Si ripete dunque anche in questo ambito l’errore, costante nella storia dell’Africa indipendente, di preferire, per avidità, un profitto immediato, personale, a scapito dell’interesse nazionale e di investimenti nel medio e lungo periodo. Lo si fa svendendo concessioni di sfruttamento delle ricchezze del sottosuolo, cedendo a paesi e imprese stranieri i terreni coltivabili, per cifre irrisorie senza preoccuparsi di come verranno sfruttati e, dove ancora sopravvive, decimando la fauna selvatica: ogni animale abbattuto produce un irreparabile danno economico, permanente, sempre più difficile da sanare man mano che gli animali cacciati aumentano con l’intensificarsi dell’attività di bracconaggio.

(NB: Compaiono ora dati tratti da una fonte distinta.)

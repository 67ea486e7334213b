//! ptpip-core: PTP/IP client engine with Sony SDIO extension support.
//!
//! This crate remote-controls a camera over PTP/IP: it frames packets,
//! correlates responses and data phases with their transactions, runs the
//! session handshake (including the vendor SDIO negotiation) and turns
//! unsolicited events into session notifications.
//!
//! # Architecture
//!
//! The crate is organized into layers:
//!
//! - **Protocol**: Wire constants, packet codec, device info and property descriptors
//! - **Registry**: Transaction ids and pending completions
//! - **Transport**: Two-channel stream abstraction (TCP, mock)
//! - **Client**: Receive loop, writer task and request/response API
//! - **Access**: Capability-driven property reads and writes
//! - **State**: Handshake state machine and event classifier
//! - **Events**: Observer pattern for UI decoupling
//! - **Session**: High-level camera object
//!
//! # Example
//!
//! ```no_run
//! use ptpip_core::session::{Camera, CameraConfig};
//!
//! # async fn run() -> anyhow::Result<()> {
//! let config = CameraConfig {
//!     host: "192.168.122.1".to_string(),
//!     ..Default::default()
//! };
//!
//! let camera = Camera::connect_tcp(&config).await?;
//! let iso = camera.get_property(0xD21E).await?;
//! println!("{:?}", iso.current);
//! camera.disconnect().await?;
//! # Ok(())
//! # }
//! ```

pub mod access;
pub mod client;
pub mod events;
pub mod protocol;
pub mod registry;
pub mod session;
pub mod state;
pub mod transport;

// Re-exports for convenience
pub use access::{CameraEvent, FetchStrategy, PropertyAccess};
pub use client::{ClientError, ClientOptions, Incoming, PtpIpClient, ResponseMatch};
pub use events::{
    FileRetriever, LoggingRetriever, NullObserver, SessionEvent, SessionObserver, ShootingMode,
    TracingObserver,
};
pub use protocol::{DecodeError, DeviceInfo, DeviceProperty, Packet, PropertyValue, ResponseCode};
pub use registry::{Completion, RegistryError, TransactionRegistry};
pub use session::{Camera, CameraConfig};
pub use state::{HandshakeError, HandshakeState, PrefetchOutcome};
pub use transport::{DisconnectReason, MockTransport, TcpTransport, Transport, TransportError};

Esistono inoltre connessioni certe tra le bande di bracconieri e i gruppi criminali e terroristici che imperversano su vasti territori del continente. Come è stato evidenziato lo scorso maggio in sede di Consiglio di Sicurezza delle Nazioni Unite, il commercio illegale di avorio e di altri prodotti di origine animale rappresenta una fonte importante di finanziamento per i gruppi armati. Per questo, il bracconaggio oltre a mettere in pericolo delle specie animali e a danneggiare l’economia, costituisce anche un fattore destabilizzante e una minaccia alla pace e alla sicurezz a.A peggiorare le prospettive per l’immediato futuro è il fatto che i bracconieri sono diventati negli ultimi anni più pericolosi, per gli animali e per i guardia parchi, perché, anche loro, come molti gruppi armati, dispongono di armi più potenti e sofisticate provenienti dalla Libia a partire dal 2011, dopo la caduta del colonnello Gheddafi.